DC Police Arrest Dancing Libertarians
A bunch of DC area libertarians apparently decided to celebrate Thomas Jefferson’s birthday by congregating at his memorial at midnight and dancing to the sounds of their iPods for ten minutes. No, I don’t get it either.
Radley, who arrived on scene after the incident, reports,
The people I spoke with say the other officer pictured in the foreground of this photo told the rest of the group to “shut the F- up.” When one person politely asked why it was unnecessary to use the word “F-,” the officer replied that if the guy who asked the question used any more profanity, he too would find himself arrested.
There’s no doubt more to this than meets the eye. But these are known facts: The Jefferson Memorial is open 24/7/365. It’s free to the public. It tends not to be particularly crowded at midnight, even on Saturday nights. There are no residential areas nearby.
Now, there are some strange rules. For example, professional wedding photography is essentially forbidden. Maybe there’s a restriction on pre-staged gatherings, even relatively small ones, without a permit. The Park Police may have, therefore, had a reason for telling these people to move on. Then again, I’m with Megan McArdle in thinking there are probably better uses for police manpower at midnight in DC.

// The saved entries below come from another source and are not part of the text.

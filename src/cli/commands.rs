use anyhow::{Context, Result};
use clap::{Parser, Subcommand};
use serde_json::json;
use std::io::{self, Write};
use std::path::PathBuf;
use std::sync::Arc;

use crate::load::{load_routes, load_translations};
use crate::locale::{IdentityTranslator, LocaleRouter, SegmentTranslator};
use crate::navigator::{NavigationOutcome, Navigator, NavigatorConfig};
use crate::registrar::{register, NavigationSystem};
use crate::runtime_config::RuntimeConfig;
use crate::tree::{build_tree, RouteTree};
use crate::v2;
use crate::view::ViewBindings;

/// Command-line interface for navroute
#[derive(Parser, Debug)]
#[command(name = "navroute")]
#[command(about = "Inspect and resolve localizable navigation route trees", long_about = None)]
pub struct Cli {
    /// Route file to mount (YAML, JSON or TOML); defaults to the built-in v2 module
    #[arg(short, long, global = true)]
    pub routes: Option<PathBuf>,

    /// Mount path for `--routes`
    #[arg(short, long, global = true, default_value = "")]
    pub mount: String,

    /// Translation file (`locale -> key -> text`)
    #[arg(short, long, global = true)]
    pub translations: Option<PathBuf>,

    /// Locale to activate before running the command
    #[arg(short, long, global = true, env = "NAVR_LOCALE")]
    pub locale: Option<String>,

    /// Enable debug logging
    #[arg(short, long, global = true, default_value_t = false)]
    pub verbose: bool,

    /// The subcommand to execute
    #[command(subcommand)]
    pub command: Commands,
}

/// Available commands
#[derive(Subcommand, Debug, Clone, PartialEq, Eq)]
pub enum Commands {
    /// Navigate to a URL and print the result
    Resolve {
        /// URL to navigate to, e.g. `v2/subject/42`
        url: String,

        /// Print the result as JSON
        #[arg(long, default_value_t = false)]
        json: bool,
    },
    /// Print the composed route tree
    Dump,
    /// Validate routes, view bindings and localized trees
    Check,
}

struct Session {
    system: Arc<NavigationSystem>,
    locales: Option<Arc<LocaleRouter>>,
}

impl Session {
    fn active_tree(&self) -> Arc<RouteTree> {
        match &self.locales {
            Some(locales) => locales.active_tree(),
            None => self.system.tree(),
        }
    }
}

fn build_session(cli: &Cli, config: &RuntimeConfig) -> Result<Session> {
    let system = Arc::new(NavigationSystem::new());
    match &cli.routes {
        Some(path) => {
            let tree = build_tree(&load_routes(path)?)
                .with_context(|| format!("invalid route tree in {}", path.display()))?;
            // No real components behind the CLI: every referenced view binds to a named placeholder.
            let names = tree.view_ids();
            let bindings = ViewBindings::named(names.iter().map(|(view, _)| view.as_str()));
            register(&tree, bindings, &system, &cli.mount)?;
        }
        None => {
            v2::register_v2(&system, ViewBindings::named(v2::COLLABORATOR_VIEWS))?;
        }
    }

    if cli.translations.is_none() && cli.locale.is_none() {
        return Ok(Session {
            system,
            locales: None,
        });
    }

    let mut locale_config = config.locale_config();
    let translator: Arc<dyn SegmentTranslator> = match &cli.translations {
        Some(path) => {
            let table = load_translations(path)?;
            for locale in table.locales() {
                if !locale_config.locales.contains(&locale) {
                    locale_config.locales.push(locale);
                }
            }
            Arc::new(table)
        }
        None => Arc::new(IdentityTranslator),
    };
    if let Some(locale) = &cli.locale {
        if !locale_config.locales.contains(locale) {
            locale_config.locales.push(locale.clone());
        }
    }

    let locales = LocaleRouter::new(&system.tree(), translator, locale_config)?;
    if let Some(locale) = &cli.locale {
        locales.switch_locale(locale, None)?;
    }
    Ok(Session {
        system,
        locales: Some(Arc::new(locales)),
    })
}

/// Run `cli` against `config`, writing command output to `out`.
pub fn execute<W: Write>(cli: &Cli, config: &RuntimeConfig, out: &mut W) -> Result<()> {
    let session = build_session(cli, config)?;

    match &cli.command {
        Commands::Resolve { url, json } => {
            let mut navigator = Navigator::new(Arc::clone(&session.system), NavigatorConfig::from(config));
            if let Some(locales) = &session.locales {
                navigator = navigator.with_locales(Arc::clone(locales));
            }
            let outcome = navigator.navigate(url)?;
            let Some(nav) = outcome.navigation() else {
                anyhow::bail!("navigation to {url} was cancelled");
            };
            let fallback = match &outcome {
                NavigationOutcome::Fallback { error, .. } => Some(error.to_string()),
                _ => None,
            };
            if *json {
                let value = json!({
                    "url": nav.url,
                    "locale": nav.locale,
                    "route": nav.route.route.0,
                    "view": nav.view.name(),
                    "params": nav.route.path_params_map(),
                    "breadcrumbs": nav.route.breadcrumbs,
                    "redirects": nav.route.redirects,
                    "fallback": fallback,
                });
                writeln!(out, "{}", serde_json::to_string_pretty(&value)?)?;
            } else {
                if let Some(reason) = &fallback {
                    writeln!(out, "fallback:    {reason}")?;
                }
                writeln!(out, "url:         {}", nav.url)?;
                if let Some(locale) = &nav.locale {
                    writeln!(out, "locale:      {locale}")?;
                }
                writeln!(out, "view:        {}", nav.view.name())?;
                for (name, value) in &nav.route.path_params {
                    writeln!(out, "param:       {name}={value}")?;
                }
                writeln!(out, "breadcrumbs: {}", nav.route.breadcrumbs.join(" > "))?;
                for hop in &nav.route.redirects {
                    writeln!(out, "redirect:    {hop}")?;
                }
            }
        }
        Commands::Dump => {
            write!(out, "{}", session.active_tree().dump())?;
        }
        Commands::Check => {
            let tree = session.system.tree();
            let locales = session
                .locales
                .as_ref()
                .map(|l| l.locales())
                .unwrap_or_default();
            writeln!(
                out,
                "OK: {} routes, {} views bound, mounts {:?}, locales {:?}",
                tree.len(),
                session.system.view_ids().len(),
                session.system.mounts(),
                locales
            )?;
        }
    }
    Ok(())
}

/// Run the parsed CLI, printing to stdout.
pub fn run_cli(cli: Cli) -> Result<()> {
    let config = RuntimeConfig::from_env();
    let stdout = io::stdout();
    let mut out = stdout.lock();
    execute(&cli, &config, &mut out)
}
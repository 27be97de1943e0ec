//! Route and translation file loading.
//!
//! The format is chosen by extension: `.yaml`/`.yml`, `.json` or `.toml`.
//! A route file is either a bare list of declarations or a table with a
//! `routes` key (TOML has no top-level arrays, so it always uses the table):
//!
//! ```yaml
//! - path: ''
//!   redirectTo: home
//!   pathMatch: full
//! - path: home
//!   component: HomeComponent
//!   data: { breadcrumb: dashboard.breadcrumb }
//! ```
//!
//! A translation file maps `locale -> key -> text`, with keys carrying the
//! `ROUTES.` prefix:
//!
//! ```yaml
//! fr:
//!   ROUTES.home: accueil
//! ```

use anyhow::{bail, Context, Result};
use serde::de::DeserializeOwned;
use serde::Deserialize;
use std::collections::BTreeMap;
use std::path::Path;

use crate::locale::TranslationTable;
use crate::tree::RouteDecl;

#[derive(Debug, Clone, Copy, PartialEq, Eq)]
enum Format {
    Yaml,
    Json,
    Toml,
}

impl Format {
    fn of(path: &Path) -> Result<Self> {
        let ext = path
            .extension()
            .and_then(|e| e.to_str())
            .map(str::to_ascii_lowercase);
        match ext.as_deref() {
            Some("yaml" | "yml") => Ok(Format::Yaml),
            Some("json") => Ok(Format::Json),
            Some("toml") => Ok(Format::Toml),
            _ => bail!(
                "unsupported file extension for {} (expected .yaml, .yml, .json or .toml)",
                path.display()
            ),
        }
    }

    fn parse<T: DeserializeOwned>(self, content: &str) -> Result<T> {
        Ok(match self {
            Format::Yaml => serde_yaml::from_str(content)?,
            Format::Json => serde_json::from_str(content)?,
            Format::Toml => toml::from_str(content)?,
        })
    }
}

#[derive(Debug, Deserialize)]
#[serde(untagged)]
enum RouteFile {
    List(Vec<RouteDecl>),
    Table { routes: Vec<RouteDecl> },
}

/// Parse route declarations from `content` in the format implied by `path`.
pub fn parse_routes(path: &Path, content: &str) -> Result<Vec<RouteDecl>> {
    let file: RouteFile = Format::of(path)?
        .parse(content)
        .with_context(|| format!("invalid route declarations in {}", path.display()))?;
    Ok(match file {
        RouteFile::List(routes) | RouteFile::Table { routes } => routes,
    })
}

/// Load route declarations from a file.
pub fn load_routes(path: impl AsRef<Path>) -> Result<Vec<RouteDecl>> {
    let path = path.as_ref();
    let content = std::fs::read_to_string(path)
        .with_context(|| format!("failed to read route file {}", path.display()))?;
    parse_routes(path, &content)
}

/// Load a `locale -> key -> text` translation table from a file.
pub fn load_translations(path: impl AsRef<Path>) -> Result<TranslationTable> {
    let path = path.as_ref();
    let content = std::fs::read_to_string(path)
        .with_context(|| format!("failed to read translation file {}", path.display()))?;
    let entries: BTreeMap<String, BTreeMap<String, String>> = Format::of(path)?
        .parse(&content)
        .with_context(|| format!("invalid translations in {}", path.display()))?;
    Ok(TranslationTable::from_entries(entries))
}

#[cfg(test)]
mod tests {
    use super::*;
    use crate::tree::MatchPolicy;

    #[test]
    fn test_yaml_list() {
        let routes = parse_routes(
            Path::new("routes.yml"),
            "- path: ''\n  redirectTo: home\n  pathMatch: full\n- path: home\n  component: Home\n",
        )
        .unwrap();
        assert_eq!(routes.len(), 2);
        assert_eq!(routes[0].policy(), MatchPolicy::Exact);
        assert_eq!(routes[1].view.as_deref(), Some("Home"));
    }

    #[test]
    fn test_json_table() {
        let routes = parse_routes(
            Path::new("routes.json"),
            r#"{"routes": [{"path": "home", "view": "Home", "data": {"breadcrumb": "b"}}]}"#,
        )
        .unwrap();
        assert_eq!(routes[0].data["breadcrumb"], "b");
    }

    #[test]
    fn test_toml_table() {
        let routes = parse_routes(
            Path::new("routes.toml"),
            "[[routes]]\npath = \"home\"\nview = \"Home\"\n",
        )
        .unwrap();
        assert_eq!(routes[0].path, "home");
    }

    #[test]
    fn test_unknown_field_rejected() {
        let err = parse_routes(Path::new("r.json"), r#"[{"path": "a", "bogus": 1}]"#);
        assert!(err.is_err());
    }

    #[test]
    fn test_unsupported_extension() {
        let err = parse_routes(Path::new("routes.ini"), "").unwrap_err();
        assert!(err.to_string().contains("unsupported file extension"));
    }
}
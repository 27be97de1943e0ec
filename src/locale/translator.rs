//! Segment translation: the text-lookup boundary used by localization.

use std::collections::BTreeMap;

/// Key prefix under which route segments live in translation tables.
pub const DEFAULT_KEY_PREFIX: &str = "ROUTES.";

/// Resolves a literal path segment to its text in a locale.
///
/// Implementations wrap whatever text-lookup service the shell uses. Returning
/// `None` keeps the original segment.
pub trait SegmentTranslator: Send + Sync {
    fn translate(&self, locale: &str, segment: &str) -> Option<String>;
}

/// In-memory translation table: `locale -> key -> text`.
///
/// Keys are the segment prefixed with [`DEFAULT_KEY_PREFIX`] (configurable),
/// so `home` is looked up as `ROUTES.home`.
#[derive(Debug, Clone, PartialEq, Eq)]
pub struct TranslationTable {
    prefix: String,
    entries: BTreeMap<String, BTreeMap<String, String>>,
}

impl Default for TranslationTable {
    fn default() -> Self {
        Self {
            prefix: DEFAULT_KEY_PREFIX.to_string(),
            entries: BTreeMap::new(),
        }
    }
}

impl TranslationTable {
    #[must_use]
    pub fn new() -> Self {
        Self::default()
    }

    /// Build from a `locale -> key -> text` map using the default prefix.
    #[must_use]
    pub fn from_entries(entries: BTreeMap<String, BTreeMap<String, String>>) -> Self {
        Self {
            entries,
            ..Self::default()
        }
    }

    /// Use a different key prefix (may be empty).
    #[must_use]
    pub fn with_prefix(mut self, prefix: impl Into<String>) -> Self {
        self.prefix = prefix.into();
        self
    }

    /// Add the translation of `segment` for `locale`.
    pub fn insert(
        &mut self,
        locale: impl Into<String>,
        segment: &str,
        text: impl Into<String>,
    ) -> &mut Self {
        let key = format!("{}{}", self.prefix, segment);
        self.entries
            .entry(locale.into())
            .or_default()
            .insert(key, text.into());
        self
    }

    /// Locales that have at least one entry.
    #[must_use]
    pub fn locales(&self) -> Vec<String> {
        self.entries.keys().cloned().collect()
    }
}

impl SegmentTranslator for TranslationTable {
    fn translate(&self, locale: &str, segment: &str) -> Option<String> {
        let key = format!("{}{}", self.prefix, segment);
        self.entries.get(locale)?.get(&key).cloned()
    }
}

/// Translator that never translates; every locale keeps the declared segments.
#[derive(Debug, Clone, Copy, Default)]
pub struct IdentityTranslator;

impl SegmentTranslator for IdentityTranslator {
    fn translate(&self, _locale: &str, _segment: &str) -> Option<String> {
        None
    }
}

Regardless, I’m concerned with the increasing friction between ordinary citizens and the police. The days when the police spoke to the general public — whom they are paid to serve — with polite deference are long gone. Instead, most have adopted a bullying attitude and demand to be treated with unearned deference. We’ve gone from Joe Friday and Andy Taylor to “Cops” and “The Wire.”
The latter, incidentally, is a terrific show that my wife and I are now catching up on via DVD. The series, which depicts the Baltimore Police Department as consisting almost entirely of thugs, reprobates, and incompetents, is apparently a big hit with police officers themselves. Indeed, former Baltimore Police Chief Ed Norris calls the show “the most realistic police drama I’ve ever seen.” That, folks, ain’t a good thing.